California Governor Gavin Newsom has become the second governor in US history to defeat a recall aimed at kicking him out of office early.

The recall contest was crafted by the Democratic governor as part of national battle for his party's values in the face of the coronavirus pandemic and lingering threats from "Trumpism".

The victory cements Newsom as a prominent figure in national Democratic politics and preserves his prospects for a future US run.

It also ensures the nation's most populous state will remain in Democratic control as a laboratory for progressive policies on immigration, climate change, representation and inequality.

A Republican almost certainly would have replaced Newsom had the recall succeeded, bringing a polar opposite political world view, though they would have had to contend with a state Capitol dominated by Democrats.

The recall, which turned on Newsom's approach to the pandemic, mirrored the nation's heated political divide over business closures and mask and vaccine mandates, and both parties will dissect its outcome heading into the 2022 midterm elections.
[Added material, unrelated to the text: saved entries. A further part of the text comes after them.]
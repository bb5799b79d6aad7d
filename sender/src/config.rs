//! Sender configuration: broker connection, listen address, and the
//! per-model admission and timeout settings read from the environment.

use std::net::SocketAddr;
use std::time::Duration;

use clap::Parser;
use gateway_core::{GatewayError, Result};

/// Every environment variable a Sender process reads at startup.
#[derive(Debug, Parser)]
#[command(name = "sender", version, about = "HTTP front door for the inference gateway")]
pub struct SenderConfig {
    /// AMQP broker URL.
    #[arg(long, env = "AMQP_URL")]
    pub amqp_url: String,

    /// Address the HTTP server binds to.
    #[arg(long, env = "BIND_ADDR", default_value = "0.0.0.0:8080")]
    pub bind_addr: SocketAddr,

    /// How long a Call waits for a dispatch reply before giving up (spec
    /// §6 `MESSAGE_TIMEOUT`, default matches the original's 570s headroom
    /// under a 600s reverse-proxy timeout).
    #[arg(long, env = "MESSAGE_TIMEOUT", value_parser = parse_seconds, default_value = "570")]
    pub message_timeout: Duration,

    /// JSON object describing registered callers: `token -> {name,
    /// priority?, threshold?, organization?, default_routing_mode?}`.
    #[arg(long, env = "USERS")]
    pub users: String,
}

fn parse_seconds(raw: &str) -> std::result::Result<Duration, String> {
    raw.parse::<u64>().map(Duration::from_secs).map_err(|e| e.to_string())
}

impl SenderConfig {
    /// Parse from `std::env::args()` plus environment variables.
    pub fn load() -> Result<Self> {
        Self::try_parse().map_err(|e| GatewayError::config(e.to_string()))
    }
}

#[cfg(test)]
#[allow(clippy::unwrap_used, clippy::expect_used)]
mod tests {
    use super::*;

    #[test]
    fn parses_with_defaults() {
        let cfg = SenderConfig::try_parse_from([
            "sender",
            "--amqp-url",
            "amqp://localhost",
            "--users",
            "{}",
        ])
        .unwrap();
        assert_eq!(cfg.message_timeout, Duration::from_secs(570));
    }
}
Republicans had hoped for proof that frustrations over months of pandemic precautions would drive voters away from Democrats. They also searched for evidence that voters were tiring of liberal leadership.

Democrats have controlled every level of government in California for more than a decade, a period marked by a housing crisis and the increasingly damaging effects of climate change.
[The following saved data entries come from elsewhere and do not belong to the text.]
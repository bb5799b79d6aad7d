//! Gateway error types, structured the way `BrokerError`/`MonitoringError`
//! style enums are elsewhere in this kind of runtime.

use std::time::Duration;

use thiserror::Error;

/// Errors that can occur anywhere in the gateway — BackendRegistry loading,
/// broker dispatch, strategy selection, or the Sender's RPC call.
///
/// Each variant carries enough context to decide the right recovery: config
/// and backend-not-ready errors are fatal at startup, the rest are runtime
/// conditions the caller is expected to translate into a client-facing
/// outcome.
#[derive(Debug, Error)]
pub enum GatewayError {
    /// Missing or invalid required configuration. Fatal at startup.
    #[error("configuration error: {message}")]
    Config {
        /// Human-readable description of the invalid/missing setting.
        message: String,
    },

    /// No backend responded healthy within the startup retry budget.
    #[error("no backend became ready within {attempts} attempts ({wait:?} apart)")]
    BackendNotReady {
        /// Number of attempts made.
        attempts: u32,
        /// Wait duration between attempts.
        wait: Duration,
    },

    /// The active healthy set was empty when a request needed dispatching.
    #[error("no healthy server available")]
    ServerNotFound,

    /// Admission gate rejected a publish because the queue was too deep.
    #[error("queue depth {depth} exceeds threshold {threshold}")]
    QueueOverloaded {
        /// Observed queue depth.
        depth: u32,
        /// The user's configured threshold.
        threshold: u32,
    },

    /// No dispatch reply arrived before the RPC call's timeout elapsed.
    #[error("dispatch timed out after {0:?}")]
    DispatchTimeout(Duration),

    /// The broker connection or a channel operation failed.
    #[error("broker error: {0}")]
    Broker(#[from] lapin::Error),

    /// A message could not be interpreted (bad JSON, unknown routing mode,
    /// missing correlation id). Callers should log and ack, never retry.
    #[error("protocol error: {message}")]
    Protocol {
        /// Human-readable description of the malformed data.
        message: String,
    },
}

impl GatewayError {
    /// Build a [`GatewayError::Config`] from any displayable message.
    pub fn config(message: impl Into<String>) -> Self {
        Self::Config {
            message: message.into(),
        }
    }

    /// Build a [`GatewayError::Protocol`] from any displayable message.
    pub fn protocol(message: impl Into<String>) -> Self {
        Self::Protocol {
            message: message.into(),
        }
    }
}

/// Convenience alias used across `gateway-core`, `consumer`, and `sender`.
pub type Result<T> = std::result::Result<T, GatewayError>;
//! AdmissionGate — rejects a Call before it is ever published if the
//! target queue is already deeper than the caller's configured threshold.

use gateway_core::amqp;
use gateway_core::{GatewayError, Result};
use lapin::options::QueueDeclareOptions;
use lapin::types::FieldTable;
use lapin::Channel;

/// Checks queue depth via a passive declare, which returns the current
/// `message_count` without altering the queue.
pub struct AdmissionGate {
    channel: Channel,
}

impl AdmissionGate {
    /// Wrap a channel for admission checks.
    pub fn new(channel: Channel) -> Self {
        Self { channel }
    }

    /// Reject the call if `queue`'s current depth exceeds `threshold`. A
    /// `None` threshold means the caller is unbounded.
    pub async fn check(&self, queue: &str, threshold: Option<u32>) -> Result<()> {
        let Some(threshold) = threshold else {
            return Ok(());
        };
        let options = QueueDeclareOptions { passive: true, ..amqp::declare_options() };
        let info = self.channel.queue_declare(queue, options, FieldTable::default()).await?;
        let depth = info.message_count();
        if depth > threshold {
            return Err(GatewayError::QueueOverloaded { depth, threshold });
        }
        Ok(())
    }
}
Republicans won back four USHouse seats last year, success that leaders hoped had indicated revived signs of life.

Millions of votes were left to be counted, including ballots cast on Election Day on Tuesday.

Democrats were more likely to vote early, and Republicans hoped for a strong showing during in-person voting.

"I'm feeling good, as long as we can get out that vote," Newsom said after greeting volunteers in San Francisco hours before polls closed.

The leading Republican candidate is conservative talk show host Larry Elder, who was seeking to become California's first black governor.

Newsom got a final push late on Monday from President Joe Biden, who warned the contest could shape the country's direction on the pandemic, reproductive rights and the battle to slow climate change.

California voters had two questions on Tuesday's ballot: Should Newsom stay in office? And if not, who should replace him? There were 46 replacement candidates to choose from. If voters keep Newsom, the results on the second question are irrelevant.

In recent days, Elder suggested the results of the recall election could be skewed by unspecified "shenanigans," echoing Trump's baseless claims of voting fraud in his 2020 race with Biden.

Newsom said he would accept the election results and urged Elder and others to do the same.

"As an American, I'm ashamed. I'm disgusted by it. Stop. Grow up. These people literally are vandalising our democracy and trust in our institutions," he said.